◆ **GIVEN RECORDS**
//! Background generation jobs.
//!
//! [`QaJob::spawn`] runs [`crate::generate::generate_with_cancel`] on a tokio
//! task and reports back over an unbounded channel: one
//! [`JobEvent::Progress`] after every parsed chunk, then exactly one terminal
//! event, [`JobEvent::Completed`] or [`JobEvent::Failed`]. The channel closes
//! after the terminal event.
//!
//! ```rust,no_run
//! use edgequake_pdf2qa::{GenerationConfig, JobEvent, QaJob};
//!
//! # #[tokio::main]
//! # async fn main() {
//! let mut job = QaJob::spawn("lecture.pdf", GenerationConfig::default());
//! while let Some(event) = job.next_event().await {
//!     match event {
//!         JobEvent::Progress { completed, total } => eprintln!("{completed}/{total}"),
//!         JobEvent::Completed(out) => println!("{} pairs", out.pairs.len()),
//!         JobEvent::Failed(e) => eprintln!("error: {e}"),
//!     }
//! }
//! # }
//! ```

use crate::config::GenerationConfig;
use crate::error::QaGenError;
use crate::generate;
use crate::output::QaOutput;
use crate::pipeline::llm::QaGenerator;
use crate::progress::{GenerationProgressCallback, ProgressCallback};
use std::sync::atomic::{AtomicBool, Ordering};
use std::sync::Arc;
use tokio::sync::mpsc;
use tokio::task::JoinHandle;
use tokio_stream::wrappers::UnboundedReceiverStream;
use tracing::debug;

/// Cooperative cancellation flag, checked between chunks.
///
/// Clones share the same flag.
#[derive(Debug, Clone, Default)]
pub struct CancelToken(Arc<AtomicBool>);

impl CancelToken {
    pub fn new() -> Self {
        Self::default()
    }

    pub fn cancel(&self) {
        self.0.store(true, Ordering::SeqCst);
    }

    pub fn is_cancelled(&self) -> bool {
        self.0.load(Ordering::SeqCst)
    }
}

/// Something a running job reports.
#[derive(Debug)]
pub enum JobEvent {
    /// `completed` of `total` chunks have been parsed.
    Progress { completed: usize, total: usize },
    Completed(QaOutput),
    Failed(QaGenError),
}

impl JobEvent {
    pub fn is_terminal(&self) -> bool {
        !matches!(self, JobEvent::Progress { .. })
    }

    /// Completed fraction in `0.0..=1.0` for progress events.
    pub fn fraction(&self) -> Option<f64> {
        match *self {
            JobEvent::Progress { completed, total } if total > 0 => {
                Some(completed as f64 / total as f64)
            }
            _ => None,
        }
    }
}

/// Handle to a spawned job.
///
/// Dropping the handle does not stop the job; call [`JobHandle::cancel`].
pub struct JobHandle {
    events: mpsc::UnboundedReceiver<JobEvent>,
    cancel: CancelToken,
    task: JoinHandle<()>,
}

impl JobHandle {
    /// A token that cancels this job; can be moved to another task.
    pub fn cancel_token(&self) -> CancelToken {
        self.cancel.clone()
    }

    /// Stop after the chunk in flight; the job then completes with the
    /// pairs gathered so far.
    pub fn cancel(&self) {
        self.cancel.cancel();
    }

    /// Next event, or `None` once the terminal event has been received.
    pub async fn next_event(&mut self) -> Option<JobEvent> {
        self.events.recv().await
    }

    /// Adapt the event channel into a `Stream`.
    pub fn into_stream(self) -> UnboundedReceiverStream<JobEvent> {
        UnboundedReceiverStream::new(self.events)
    }

    /// Skip progress events and return the job's result.
    pub async fn wait(mut self) -> Result<QaOutput, QaGenError> {
        while let Some(event) = self.events.recv().await {
            match event {
                JobEvent::Completed(output) => return Ok(output),
                JobEvent::Failed(err) => return Err(err),
                JobEvent::Progress { .. } => {}
            }
        }
        match self.task.await {
            Err(e) => Err(QaGenError::Internal(format!("Generation task failed: {e}"))),
            Ok(()) => Err(QaGenError::Internal(
                "Generation task ended without a result".to_string(),
            )),
        }
    }
}

/// Spawns generation runs onto the current tokio runtime.
pub struct QaJob;

impl QaJob {
    /// Generate pairs for a PDF path or URL in the background.
    ///
    /// Must be called from within a tokio runtime.
    pub fn spawn(input: impl Into<String>, config: GenerationConfig) -> JobHandle {
        let input = input.into();
        Self::spawn_with(config, move |config, cancel| async move {
            generate::generate_with_cancel(&input, &config, &cancel).await
        })
    }

    /// Run the chunk loop over already-extracted text with a caller-supplied
    /// generator.
    pub fn spawn_from_text(
        text: impl Into<String>,
        generator: Arc<dyn QaGenerator>,
        config: GenerationConfig,
    ) -> JobHandle {
        let text = text.into();
        Self::spawn_with(config, move |config, cancel| async move {
            generate::generate_from_text(&text, generator.as_ref(), &config, &cancel).await
        })
    }

    fn spawn_with<F, Fut>(mut config: GenerationConfig, run: F) -> JobHandle
    where
        F: FnOnce(GenerationConfig, CancelToken) -> Fut,
        Fut: std::future::Future<Output = Result<QaOutput, QaGenError>> + Send + 'static,
    {
        let (tx, events) = mpsc::unbounded_channel();
        let cancel = CancelToken::new();

        config.progress_callback = Some(Arc::new(ChannelProgress {
            tx: tx.clone(),
            inner: config.progress_callback.take(),
        }));

        let fut = run(config, cancel.clone());
        let task = tokio::spawn(async move {
            let event = match fut.await {
                Ok(output) => JobEvent::Completed(output),
                Err(err) => JobEvent::Failed(err),
            };
            if tx.send(event).is_err() {
                debug!("Job receiver dropped before completion");
            }
        });

        JobHandle {
            events,
            cancel,
            task,
        }
    }
}

/// Forwards chunk completions into the job channel, then to the caller's
/// own callback if one was configured.
struct ChannelProgress {
    tx: mpsc::UnboundedSender<JobEvent>,
    inner: Option<ProgressCallback>,
}

impl GenerationProgressCallback for ChannelProgress {
    fn on_generation_start(&self, total_chunks: usize) {
        if let Some(ref cb) = self.inner {
            cb.on_generation_start(total_chunks);
        }
    }

    fn on_chunk_start(&self, chunk_num: usize, total_chunks: usize) {
        if let Some(ref cb) = self.inner {
            cb.on_chunk_start(chunk_num, total_chunks);
        }
    }

    fn on_chunk_retry(&self, chunk_num: usize, attempt: u32, wait_ms: u64) {
        if let Some(ref cb) = self.inner {
            cb.on_chunk_retry(chunk_num, attempt, wait_ms);
        }
    }

    fn on_chunk_complete(&self, chunk_num: usize, total_chunks: usize, pair_count: usize) {
        // Receiver gone means nobody is listening; the run itself goes on.
        let _ = self.tx.send(JobEvent::Progress {
            completed: chunk_num,
            total: total_chunks,
        });
        if let Some(ref cb) = self.inner {
            cb.on_chunk_complete(chunk_num, total_chunks, pair_count);
        }
    }

    fn on_generation_complete(&self, total_chunks: usize, total_pairs: usize) {
        if let Some(ref cb) = self.inner {
            cb.on_generation_complete(total_chunks, total_pairs);
        }
    }
}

◆ **REQUIRED ACTION**
Copy the records exactly, keeping every word in place.

◆ **ANSWER SPACE**
//! Background generation jobs.
//!
//! [`QaJob::spawn`] runs [`crate::generate::generate_with_cancel`] on a tokio
//! task and reports back over an unbounded channel: one
//! [`JobEvent::Progress`] after every parsed chunk, then exactly one terminal
//! event, [`JobEvent::Completed`] or [`JobEvent::Failed`]. The channel closes
//! after the terminal event.
//!
//! ```rust,no_run
//! use edgequake_pdf2qa::{GenerationConfig, JobEvent, QaJob};
//!
//! # #[tokio::main]
//! # async fn main() {
//! let mut job = QaJob::spawn("lecture.pdf", GenerationConfig::default());
//! while let Some(event) = job.next_event().await {
//!     match event {
//!         JobEvent::Progress { completed, total } => eprintln!("{completed}/{total}"),
//!         JobEvent::Completed(out) => println!("{} pairs", out.pairs.len()),
//!         JobEvent::Failed(e) => eprintln!("error: {e}"),
//!     }
//! }
//! # }
//! ```

use crate::config::GenerationConfig;
use crate::error::QaGenError;
use crate::generate;
use crate::output::QaOutput;
use crate::pipeline::llm::QaGenerator;
use crate::progress::{GenerationProgressCallback, ProgressCallback};
use std::sync::atomic::{AtomicBool, Ordering};
use std::sync::Arc;
use tokio::sync::mpsc;
use tokio::task::JoinHandle;
use tokio_stream::wrappers::UnboundedReceiverStream;
use tracing::debug;

/// Cooperative cancellation flag, checked between chunks.
///
/// Clones share the same flag.
#[derive(Debug, Clone, Default)]
pub struct CancelToken(Arc<AtomicBool>);

impl CancelToken {
    pub fn new() -> Self {
        Self::default()
    }

    pub fn cancel(&self) {
        self.0.store(true, Ordering::SeqCst);
    }

    pub fn is_cancelled(&self) -> bool {
        self.0.load(Ordering::SeqCst)
    }
}

/// Something a running job reports.
#[derive(Debug)]
pub enum JobEvent {
    /// `completed` of `total` chunks have been parsed.
    Progress { completed: usize, total: usize },
    Completed(QaOutput),
    Failed(QaGenError),
}

impl JobEvent {
    pub fn is_terminal(&self) -> bool {
        !matches!(self, JobEvent::Progress { .. })
    }

    /// Completed fraction in `0.0..=1.0` for progress events.
    pub fn fraction(&self) -> Option<f64> {
        match *self {
            JobEvent::Progress { completed, total } if total > 0 => {
                Some(completed as f64 / total as f64)
            }
            _ => None,
        }
    }
}

/// Handle to a spawned job.
///
/// Dropping the handle does not stop the job; call [`JobHandle::cancel`].
pub struct JobHandle {
    events: mpsc::UnboundedReceiver<JobEvent>,
    cancel: CancelToken,
    task: JoinHandle<()>,
}

impl JobHandle {
    /// A token that cancels this job; can be moved to another task.
    pub fn cancel_token(&self) -> CancelToken {
        self.cancel.clone()
    }

    /// Stop after the chunk in flight; the job then completes with the
    /// pairs gathered so far.
    pub fn cancel(&self) {
        self.cancel.cancel();
    }

    /// Next event, or `None` once the terminal event has been received.
    pub async fn next_event(&mut self) -> Option<JobEvent> {
        self.events.recv().await
    }

    /// Adapt the event channel into a `Stream`.
    pub fn into_stream(self) -> UnboundedReceiverStream<JobEvent> {
        UnboundedReceiverStream::new(self.events)
    }

    /// Skip progress events and return the job's result.
    pub async fn wait(mut self) -> Result<QaOutput, QaGenError> {
        while let Some(event) = self.events.recv().await {
            match event {
                JobEvent::Completed(output) => return Ok(output),
                JobEvent::Failed(err) => return Err(err),
                JobEvent::Progress { .. } => {}
            }
        }
        match self.task.await {
            Err(e) => Err(QaGenError::Internal(format!("Generation task failed: {e}"))),
            Ok(()) => Err(QaGenError::Internal(
                "Generation task ended without a result".to_string(),
            )),
        }
    }
}

/// Spawns generation runs onto the current tokio runtime.
pub struct QaJob;

impl QaJob {
    /// Generate pairs for a PDF path or URL in the background.
    ///
    /// Must be called from within a tokio runtime.
    pub fn spawn(input: impl Into<String>, config: GenerationConfig) -> JobHandle {
        let input = input.into();
        Self::spawn_with(config, move |config, cancel| async move {
            generate::generate_with_cancel(&input, &config, &cancel).await
        })
    }

    /// Run the chunk loop over already-extracted text with a caller-supplied
    /// generator.
    pub fn spawn_from_text(
        text: impl Into<String>,
        generator: Arc<dyn QaGenerator>,
        config: GenerationConfig,
    ) -> JobHandle {
        let text = text.into();
        Self::spawn_with(config, move |config, cancel| async move {
            generate::generate_from_text(&text, generator.as_ref(), &config, &cancel).await
        })
    }

    fn spawn_with<F, Fut>(mut config: GenerationConfig, run: F) -> JobHandle
    where
        F: FnOnce(GenerationConfig, CancelToken) -> Fut,
        Fut: std::future::Future<Output = Result<QaOutput, QaGenError>> + Send + 'static,
    {
        let (tx, events) = mpsc::unbounded_channel();
        let cancel = CancelToken::new();

        config.progress_callback = Some(Arc::new(ChannelProgress {
            tx: tx.clone(),
            inner: config.progress_callback.take(),
        }));

        let fut = run(config, cancel.clone());
        let task = tokio::spawn(async move {
            let event = match fut.await {
                Ok(output) => JobEvent::Completed(output),
                Err(err) => JobEvent::Failed(err),
            };
            if tx.send(event).is_err() {
                debug!("Job receiver dropped before completion");
            }
        });

        JobHandle {
            events,
            cancel,
            task,
        }
    }
}

/// Forwards chunk completions into the job channel, then to the caller's
/// own callback if one was configured.
struct ChannelProgress {
    tx: mpsc::UnboundedSender<JobEvent>,
    inner: Option<ProgressCallback>,
}

impl GenerationProgressCallback for ChannelProgress {
    fn on_generation_start(&self, total_chunks: usize) {
        if let Some(ref cb) = self.inner {
            cb.on_generation_start(total_chunks);
        }
    }

    fn on_chunk_start(&self, chunk_num: usize, total_chunks: usize) {
        if let Some(ref cb) = self.inner {
            cb.on_chunk_start(chunk_num, total_chunks);
        }
    }

    fn on_chunk_retry(&self, chunk_num: usize, attempt: u32, wait_ms: u64) {
        if let Some(ref cb) = self.inner {
            cb.on_chunk_retry(chunk_num, attempt, wait_ms);
        }
    }

    fn on_chunk_complete(&self, chunk_num: usize, total_chunks: usize, pair_count: usize) {
        // Receiver gone means nobody is listening; the run itself goes on.
        let _ = self.tx.send(JobEvent::Progress {
            completed: chunk_num,
            total: total_chunks,
        });
        if let Some(ref cb) = self.inner {
            cb.on_chunk_complete(chunk_num, total_chunks, pair_count);
        }
    }

    fn on_generation_complete(&self, total_chunks: usize, total_pairs: usize) {
        if let Some(ref cb) = self.inner {
            cb.on_generation_complete(total_chunks, total_pairs);
        }
    }
}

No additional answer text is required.